━━ DATA TO EXAMINE ━━

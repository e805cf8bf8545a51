use std::collections::BTreeMap;

use anyhow::{Context, Result};
use async_trait::async_trait;
use chrono::{NaiveDate, Utc};
use rusqlite::params;

use crate::{
    db::{
        connection::RecordStore,
        helpers::{decode_value, encode_value, format_date, parse_category, parse_date},
    },
    models::{Category, FieldValue, Record},
    reconcile::Reconciler,
    sources::{ensure_supported, Source},
};

const ENABLE_LOGS: bool = true;

use crate::log_info;

impl RecordStore {
    /// Persist records field by field. Values already stored for a
    /// `(date, category, field)` are kept; new fields fill the gaps.
    ///
    /// Returns the number of field values written.
    pub async fn save_records(&self, records: Vec<Record>) -> Result<usize> {
        if records.is_empty() {
            return Ok(0);
        }

        self.execute(move |conn| {
            let tx = conn.transaction().context("failed to open save transaction")?;
            let updated_at = Utc::now().to_rfc3339();
            let mut written = 0;
            {
                let mut stmt = tx.prepare(
                    "INSERT OR IGNORE INTO measurements (summary_date, category, field, kind, value, updated_at)
                     VALUES (?1, ?2, ?3, ?4, ?5, ?6)",
                )?;
                for record in &records {
                    let date = format_date(record.date);
                    for (field, value) in &record.fields {
                        let (kind, text) = encode_value(value);
                        written += stmt
                            .execute(params![
                                date,
                                record.category.as_str(),
                                field,
                                kind,
                                text,
                                updated_at
                            ])
                            .with_context(|| {
                                format!("failed to store {} {field} for {date}", record.category)
                            })?;
                    }
                }
            }
            tx.commit().context("failed to commit saved records")?;
            Ok(written)
        })
        .await
    }

    /// Persist every reconciled record that did not come from this store.
    pub async fn save_reconciled(&self, reconciler: &Reconciler) -> Result<usize> {
        let fresh: Vec<Record> = reconciler
            .all_records()
            .filter(|record| {
                reconciler.resolved_by(record.category, record.date) != Some(self.name())
            })
            .cloned()
            .collect();
        let records = fresh.len();
        let written = self.save_records(fresh).await?;
        log_info!("Stored {written} values from {records} reconciled records");
        Ok(written)
    }

    pub async fn load_record(&self, category: Category, date: NaiveDate) -> Result<Option<Record>> {
        self.execute(move |conn| {
            let mut stmt = conn.prepare(
                "SELECT field, kind, value
                 FROM measurements
                 WHERE category = ?1 AND summary_date = ?2
                 ORDER BY field",
            )?;
            let rows = stmt.query_map(params![category.as_str(), format_date(date)], |row| {
                Ok((
                    row.get::<_, String>(0)?,
                    row.get::<_, String>(1)?,
                    row.get::<_, String>(2)?,
                ))
            })?;

            let mut record = Record::new(category, date);
            for row in rows {
                let (field, kind, value) = row?;
                let value = decode_value(&kind, &value)
                    .with_context(|| format!("corrupt {category} {field} stored for {date}"))?;
                record.insert(field, value);
            }

            Ok((!record.fields.is_empty()).then_some(record))
        })
        .await
    }

    /// Dates in `[start, end]` that have at least one stored value for `category`.
    pub async fn stored_dates(
        &self,
        category: Category,
        start: NaiveDate,
        end: NaiveDate,
    ) -> Result<Vec<NaiveDate>> {
        self.execute(move |conn| {
            let mut stmt = conn.prepare(
                "SELECT DISTINCT summary_date
                 FROM measurements
                 WHERE category = ?1 AND summary_date BETWEEN ?2 AND ?3
                 ORDER BY summary_date",
            )?;
            let rows = stmt.query_map(
                params![category.as_str(), format_date(start), format_date(end)],
                |row| row.get::<_, String>(0),
            )?;

            let mut dates = Vec::new();
            for row in rows {
                dates.push(parse_date(&row?, "summary_date")?);
            }
            Ok(dates)
        })
        .await
    }

    /// All values stored for one date as `{category}_{field}` columns.
    pub async fn flat_row(&self, date: NaiveDate) -> Result<BTreeMap<String, FieldValue>> {
        self.execute(move |conn| {
            let mut stmt = conn.prepare(
                "SELECT category, field, kind, value
                 FROM measurements
                 WHERE summary_date = ?1",
            )?;
            let rows = stmt.query_map(params![format_date(date)], |row| {
                Ok((
                    row.get::<_, String>(0)?,
                    row.get::<_, String>(1)?,
                    row.get::<_, String>(2)?,
                    row.get::<_, String>(3)?,
                ))
            })?;

            let mut columns = BTreeMap::new();
            for row in rows {
                let (category, field, kind, value) = row?;
                let category = parse_category(&category)?;
                columns.insert(
                    Record::column_name(category, &field),
                    decode_value(&kind, &value)?,
                );
            }
            Ok(columns)
        })
        .await
    }
}

#[async_trait]
impl Source for RecordStore {
    fn name(&self) -> &str {
        "store"
    }

    fn supported_categories(&self) -> &[Category] {
        &Category::ALL
    }

    async fn fetch(&self, category: Category, date: NaiveDate) -> Result<Option<Record>> {
        ensure_supported(self, category)?;
        self.load_record(category, date).await
    }
}

#[cfg(test)]
mod tests {
    use super::*;
    use chrono::NaiveTime;
    use tempfile::TempDir;

    fn date(day: u32) -> NaiveDate {
        NaiveDate::from_ymd_opt(2021, 3, day).unwrap()
    }

    fn open_store() -> (TempDir, RecordStore) {
        let dir = tempfile::tempdir().unwrap();
        let store = RecordStore::open(dir.path().join("nested").join("records.sqlite3")).unwrap();
        (dir, store)
    }

    #[tokio::test]
    async fn saved_records_come_back_with_their_kinds() {
        let (_dir, store) = open_store();
        let bedtime = NaiveTime::from_hms_opt(23, 40, 0).unwrap();
        let record = Record::new(Category::Sleep, date(4))
            .with_field("score", 81.0)
            .with_field("is_longest", true)
            .with_field("bedtime_start", bedtime);

        assert_eq!(store.save_records(vec![record.clone()]).await.unwrap(), 3);

        let loaded = store.load_record(Category::Sleep, date(4)).await.unwrap();
        assert_eq!(loaded, Some(record));
        assert!(store.load_record(Category::Sleep, date(5)).await.unwrap().is_none());
        assert!(store.load_record(Category::Readiness, date(4)).await.unwrap().is_none());
    }

    #[tokio::test]
    async fn existing_values_win_and_new_fields_fill_gaps() {
        let (_dir, store) = open_store();
        store
            .save_records(vec![Record::new(Category::Sleep, date(4)).with_field("score", 81.0)])
            .await
            .unwrap();

        let written = store
            .save_records(vec![Record::new(Category::Sleep, date(4))
                .with_field("score", 10.0)
                .with_field("rem", 5400.0)])
            .await
            .unwrap();
        assert_eq!(written, 1);

        let loaded = store.load_record(Category::Sleep, date(4)).await.unwrap().unwrap();
        assert_eq!(loaded.get("score"), Some(&FieldValue::Number(81.0)));
        assert_eq!(loaded.get("rem"), Some(&FieldValue::Number(5400.0)));
    }

    #[tokio::test]
    async fn flat_row_prefixes_columns_with_category() {
        let (_dir, store) = open_store();
        store
            .save_records(vec![
                Record::new(Category::Sleep, date(4)).with_field("score", 81.0),
                Record::new(Category::Subjective, date(4)).with_field("alcohol", false),
                Record::new(Category::Sleep, date(5)).with_field("score", 70.0),
            ])
            .await
            .unwrap();

        let row = store.flat_row(date(4)).await.unwrap();
        assert_eq!(row.len(), 2);
        assert_eq!(row["sleep_score"], FieldValue::Number(81.0));
        assert_eq!(row["subjective_alcohol"], FieldValue::Bool(false));

        let dates = store.stored_dates(Category::Sleep, date(1), date(31)).await.unwrap();
        assert_eq!(dates, vec![date(4), date(5)]);
    }

    #[tokio::test]
    async fn reconciled_records_are_written_back_once() {
        use crate::sources::MemorySource;
        use std::sync::Arc;

        let (_dir, store) = open_store();
        store
            .save_records(vec![Record::new(Category::Sleep, date(1)).with_field("score", 90.0)])
            .await
            .unwrap();
        let remote = MemorySource::new("remote", &[Category::Sleep]).with_records(vec![
            Record::new(Category::Sleep, date(1)).with_field("score", 10.0),
            Record::new(Category::Sleep, date(2)).with_field("score", 75.0),
        ]);
        let sources: Vec<Arc<dyn Source>> = vec![Arc::new(store.clone()), Arc::new(remote)];

        let mut reconciler = Reconciler::default();
        let report = reconciler
            .reconcile(&[Category::Sleep], date(1), date(3), &sources)
            .await
            .unwrap();
        assert_eq!(report.missing_count(), 1);

        assert_eq!(store.save_reconciled(&reconciler).await.unwrap(), 1);
        let first = store.load_record(Category::Sleep, date(1)).await.unwrap().unwrap();
        assert_eq!(first.get("score"), Some(&FieldValue::Number(90.0)));
        assert!(store.load_record(Category::Sleep, date(2)).await.unwrap().is_some());
    }

    #[tokio::test]
    async fn store_acts_as_a_source() {
        let (dir, store) = open_store();
        store
            .save_records(vec![Record::new(Category::Readiness, date(2)).with_field("score", 66.0)])
            .await
            .unwrap();
        drop(store);

        // reopening runs migrations against the existing file
        let reopened = RecordStore::open(dir.path().join("nested").join("records.sqlite3")).unwrap();
        let record = reopened.fetch(Category::Readiness, date(2)).await.unwrap();
        assert!(record.is_some());
        assert_eq!(reopened.supported_categories().len(), Category::ALL.len());
    }
}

━━━

Only a number is wanted here: the count of lines in the data that include the word "failed".

OUTPUT OF THE TASK: 3